Supplied records
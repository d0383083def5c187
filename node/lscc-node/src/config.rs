//! Node configuration (spec section 6, configuration table).
//!
//! Loaded from an optional TOML file via `serde`; CLI flag parsing is out
//! of scope (spec section 1 Non-goals), so there is no `clap` surface
//! here, only `LsccConfig::load`.

use serde::{Deserialize, Serialize};
use std::path::Path;
use thiserror::Error;

#[derive(Debug, Error)]
pub enum ConfigError {
    #[error("failed to read config file {path}: {source}")]
    Read {
        path: String,
        #[source]
        source: std::io::Error,
    },
    #[error("failed to parse config file {path}: {source}")]
    Parse {
        path: String,
        #[source]
        source: toml::de::Error,
    },
}

/// Mirrors spec section 6's configuration table exactly, one field per
/// row, with the table's own defaults.
#[derive(Debug, Clone, Serialize, Deserialize)]
#[serde(default)]
pub struct LsccConfig {
    pub num_shards: u32,
    pub layer_depth: u32,
    pub channel_count: u32,
    pub block_time_secs: u64,
    pub max_transactions_per_block: usize,
    pub pool_max_size: usize,
    pub min_validators: usize,
    pub max_validators: usize,
    pub rebalance_threshold: f64,
    pub rebalance_interval_secs: u64,
    pub cross_shard_queue_size: usize,
    pub relay_buffer_size: usize,
    pub max_retries: u32,
    pub commit_threshold: f64,
    pub health_ratio_min: f64,
}

impl Default for LsccConfig {
    fn default() -> Self {
        Self {
            num_shards: 4,
            layer_depth: 3,
            channel_count: 2,
            block_time_secs: 1,
            max_transactions_per_block: 1000,
            pool_max_size: 1000,
            min_validators: 3,
            max_validators: 21,
            rebalance_threshold: 0.7,
            rebalance_interval_secs: 600,
            cross_shard_queue_size: 100,
            relay_buffer_size: 1000,
            max_retries: 3,
            commit_threshold: 0.7,
            health_ratio_min: 0.5,
        }
    }
}

impl LsccConfig {
    /// Load from `path` if given, falling back to the table's defaults
    /// when no path is supplied. A present-but-unreadable or
    /// present-but-malformed file is an error; an absent path is not.
    pub fn load(path: Option<&Path>) -> Result<Self, ConfigError> {
        let Some(path) = path else {
            return Ok(Self::default());
        };
        let text = std::fs::read_to_string(path).map_err(|source| ConfigError::Read {
            path: path.display().to_string(),
            source,
        })?;
        toml::from_str(&text).map_err(|source| ConfigError::Parse {
            path: path.display().to_string(),
            source,
        })
    }

    pub fn shard_manager_config(&self) -> lscc_shard::ShardManagerConfig {
        lscc_shard::ShardManagerConfig {
            num_shards: self.num_shards,
            layer_depth: self.layer_depth,
            block_time_secs: self.block_time_secs,
            max_transactions_per_block: self.max_transactions_per_block,
            pool_max_size: self.pool_max_size,
            min_validators: self.min_validators,
            max_validators: self.max_validators,
            rebalance_threshold: self.rebalance_threshold,
            rebalance_interval_secs: self.rebalance_interval_secs,
            cross_shard_queue_size: self.cross_shard_queue_size,
            max_retries: self.max_retries,
            health_ratio_min: self.health_ratio_min,
        }
    }

    pub fn communicator_config(&self) -> lscc_crosschannel::CommunicatorConfig {
        lscc_crosschannel::CommunicatorConfig {
            inbox_capacity: self.cross_shard_queue_size,
            relay_buffer_size: self.relay_buffer_size,
            max_retries: self.max_retries,
        }
    }

    pub fn consensus_config(&self) -> lscc_consensus::LsccConsensusConfig {
        lscc_consensus::LsccConsensusConfig {
            layer_depth: self.layer_depth,
            channel_count: self.channel_count,
            commit_threshold: self.commit_threshold,
            health_ratio_min: self.health_ratio_min,
        }
    }
}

About this exercise
Quote all the records. Keep every word exact.

Written answer
repository d0383083def5c187
filename node/lscc-node/src/config.rs
//! Node configuration (spec section 6, configuration table).
//!
//! Loaded from an optional TOML file via `serde`; CLI flag parsing is out
//! of scope (spec section 1 Non-goals), so there is no `clap` surface
//! here, only `LsccConfig::load`.

use serde::{Deserialize, Serialize};
use std::path::Path;
use thiserror::Error;

#[derive(Debug, Error)]
pub enum ConfigError {
    #[error("failed to read config file {path}: {source}")]
    Read {
        path: String,
        #[source]
        source: std::io::Error,
    },
    #[error("failed to parse config file {path}: {source}")]
    Parse {
        path: String,
        #[source]
        source: toml::de::Error,
    },
}

/// Mirrors spec section 6's configuration table exactly, one field per
/// row, with the table's own defaults.
#[derive(Debug, Clone, Serialize, Deserialize)]
#[serde(default)]
pub struct LsccConfig {
    pub num_shards: u32,
    pub layer_depth: u32,
    pub channel_count: u32,
    pub block_time_secs: u64,
    pub max_transactions_per_block: usize,
    pub pool_max_size: usize,
    pub min_validators: usize,
    pub max_validators: usize,
    pub rebalance_threshold: f64,
    pub rebalance_interval_secs: u64,
    pub cross_shard_queue_size: usize,
    pub relay_buffer_size: usize,
    pub max_retries: u32,
    pub commit_threshold: f64,
    pub health_ratio_min: f64,
}

impl Default for LsccConfig {
    fn default() -> Self {
        Self {
            num_shards: 4,
            layer_depth: 3,
            channel_count: 2,
            block_time_secs: 1,
            max_transactions_per_block: 1000,
            pool_max_size: 1000,
            min_validators: 3,
            max_validators: 21,
            rebalance_threshold: 0.7,
            rebalance_interval_secs: 600,
            cross_shard_queue_size: 100,
            relay_buffer_size: 1000,
            max_retries: 3,
            commit_threshold: 0.7,
            health_ratio_min: 0.5,
        }
    }
}

impl LsccConfig {
    /// Load from `path` if given, falling back to the table's defaults
    /// when no path is supplied. A present-but-unreadable or
    /// present-but-malformed file is an error; an absent path is not.
    pub fn load(path: Option<&Path>) -> Result<Self, ConfigError> {
        let Some(path) = path else {
            return Ok(Self::default());
        };
        let text = std::fs::read_to_string(path).map_err(|source| ConfigError::Read {
            path: path.display().to_string(),
            source,
        })?;
        toml::from_str(&text).map_err(|source| ConfigError::Parse {
            path: path.display().to_string(),
            source,
        })
    }

    pub fn shard_manager_config(&self) -> lscc_shard::ShardManagerConfig {
        lscc_shard::ShardManagerConfig {
            num_shards: self.num_shards,
            layer_depth: self.layer_depth,
            block_time_secs: self.block_time_secs,
            max_transactions_per_block: self.max_transactions_per_block,
            pool_max_size: self.pool_max_size,
            min_validators: self.min_validators,
            max_validators: self.max_validators,
            rebalance_threshold: self.rebalance_threshold,
            rebalance_interval_secs: self.rebalance_interval_secs,
            cross_shard_queue_size: self.cross_shard_queue_size,
            max_retries: self.max_retries,
            health_ratio_min: self.health_ratio_min,
        }
    }

    pub fn communicator_config(&self) -> lscc_crosschannel::CommunicatorConfig {
        lscc_crosschannel::CommunicatorConfig {
            inbox_capacity: self.cross_shard_queue_size,
            relay_buffer_size: self.relay_buffer_size,
            max_retries: self.max_retries,
        }
    }

    pub fn consensus_config(&self) -> lscc_consensus::LsccConsensusConfig {
        lscc_consensus::LsccConsensusConfig {
            layer_depth: self.layer_depth,
            channel_count: self.channel_count,
            commit_threshold: self.commit_threshold,
            health_ratio_min: self.health_ratio_min,
        }
    }
}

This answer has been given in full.